Gebelik ve doğum sonrasına bir de erkek tarafından bakalım istedim.
Erkeklerin çoğu gebeliği yaşayan, doğum yapan eşlerini anlamaya çalışsalar da tam olarak anlayamayabilirler.
Çoğu erkeğe göre ‘gebelik döneminde de doğumdan kısa süre sonra da cinsellik yaşanabilmelidir çünkü bu temel bir ihtiyaçtır. Ve eğer eşiyle bunu yaşayamıyorsa aldatmak kaçınılmazdır. (Eşine sadık, gebelikte ve doğumda onu anlamaya ve desteğe çalışan erkekleri bu grubun dışında tuttuğumu belirtmek isterim.)
Erkeklerin, gebelik ya da doğumdan önce eşi kendisiyle nasıl ilgileniyorsa o şekilde ilgilenmeye devam etmesi gibi bir beklentileri olabiliyor. Kadının kesilen ya da azalan ilgilisini tam olarak anlayamayabiliyorlar. Bu da bazen eşlerini aldatmak için kılıf olabiliyor. Eşler bu durumu öğrenirse yine anlayamayabiliyorlar, bun da bu kadar takılacak ne var ki, ihtiyaçtı, tek gecelikti, duygu yoktu!

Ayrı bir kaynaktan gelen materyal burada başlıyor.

//! Bus lock shared between the sampling tick and the configuration path.
//!
//! The lock owns everything a bus transaction touches, so holding the guard is the
//! only way to reach the transport. The sampling side uses [`BusLock::try_acquire`]
//! and never waits; the configuration side waits a bounded time with
//! [`BusLock::acquire_within`].

use embassy_sync::blocking_mutex::raw::CriticalSectionRawMutex;
use embassy_sync::mutex::{Mutex, MutexGuard};
use embedded_hal::delay::DelayNs;

/// Interval between acquisition attempts while waiting for the lock.
pub const POLL_INTERVAL_US: u32 = 50;

/// Guard returned by a successful acquisition; releases the lock on drop.
pub type BusGuard<'a, T> = MutexGuard<'a, CriticalSectionRawMutex, T>;

/// Binary lock around the bus state.
pub struct BusLock<T> {
    inner: Mutex<CriticalSectionRawMutex, T>,
}

impl<T> BusLock<T> {
    /// Wraps `value` in an unlocked lock.
    pub const fn new(value: T) -> Self {
        Self {
            inner: Mutex::new(value),
        }
    }

    /// Acquires the lock if it is free, without waiting.
    pub fn try_acquire(&self) -> Option<BusGuard<'_, T>> {
        self.inner.try_lock().ok()
    }

    /// Acquires the lock, polling for at most `budget_us` microseconds.
    pub fn acquire_within(
        &self,
        delay: &mut impl DelayNs,
        budget_us: u32,
    ) -> Option<BusGuard<'_, T>> {
        let mut waited = 0u32;
        loop {
            if let Some(guard) = self.try_acquire() {
                return Some(guard);
            }
            if waited >= budget_us {
                return None;
            }
            delay.delay_us(POLL_INTERVAL_US);
            waited = waited.saturating_add(POLL_INTERVAL_US);
        }
    }

    /// Exclusive access without locking, available while nothing else can hold a reference.
    pub fn get_mut(&mut self) -> &mut T {
        self.inner.get_mut()
    }

    /// Consumes the lock and returns the protected value.
    pub fn into_inner(self) -> T {
        self.inner.into_inner()
    }
}

#[cfg(test)]
mod tests {
    use super::BusLock;
    use embedded_hal_mock::eh1::delay::NoopDelay;

    #[test]
    fn try_acquire_fails_while_held() {
        let lock = BusLock::new(0u8);
        let guard = lock.try_acquire().expect("lock free");
        assert!(lock.try_acquire().is_none());
        drop(guard);
        assert!(lock.try_acquire().is_some());
    }

    #[test]
    fn bounded_wait_gives_up() {
        let lock = BusLock::new(0u8);
        let _held = lock.try_acquire().expect("lock free");
        let mut delay = NoopDelay::new();
        assert!(lock.acquire_within(&mut delay, 1_000).is_none());
    }

    #[test]
    fn guard_gives_mutable_access() {
        let lock = BusLock::new(1u8);
        {
            let mut guard = lock.try_acquire().expect("lock free");
            *guard += 1;
        }
        let mut delay = NoopDelay::new();
        assert_eq!(*lock.acquire_within(&mut delay, 0).expect("lock free"), 2);
    }
}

Kadın içinse gebelikte ve loğusalıkta her an duygu her şey duygu oysa ki! Kadınlar gebelik de ve doğumdan sonraki dönemde bedenindeki hormonal değişimleri ve ruhsal dünyasındaki değişimleri anlamakta zorlanmakta ve bazen loğusalık depresyonu yaşayabilmektedir. Daha çok da çevresi tarafından anlaşılmamak, gebeyken ya da doğumda yaşadığı korkular, kaygılar, travmalar, eş aldatması, ailesel sorunlar kaynaklı loğusalık depresyonu yaşarlar. Bu dönemde sevgi, şevkat ve ilgi ihtiyaçları artar.
Fark etmek gerekir ki; gebelik ve doğum kolay evreler değildir. Evlilik için büyük eşiklerdir. Birbirini seven ve destekleyen çiftler bu eşiği zorlanmakla birlikte daha kolay aşarlar. Sevgiyle ilgili sorun yaşayan, birbirini anlamaktan uzak çiftler ise bu eşiği aşmakta çok zorlanırlar ve bazen de bu eşikte kalırlar yani boşanırlar.
Gebelik ve doğum sonrası evlilik yaşamı ile ilgili bilgi sahibi olmak, farkındalıklı olmak ve olası çözüm yollarını çalıştırmak, sevginin ve şefkatin gücüyle bu dönemin daha kolay atlatılamasına yardım eder.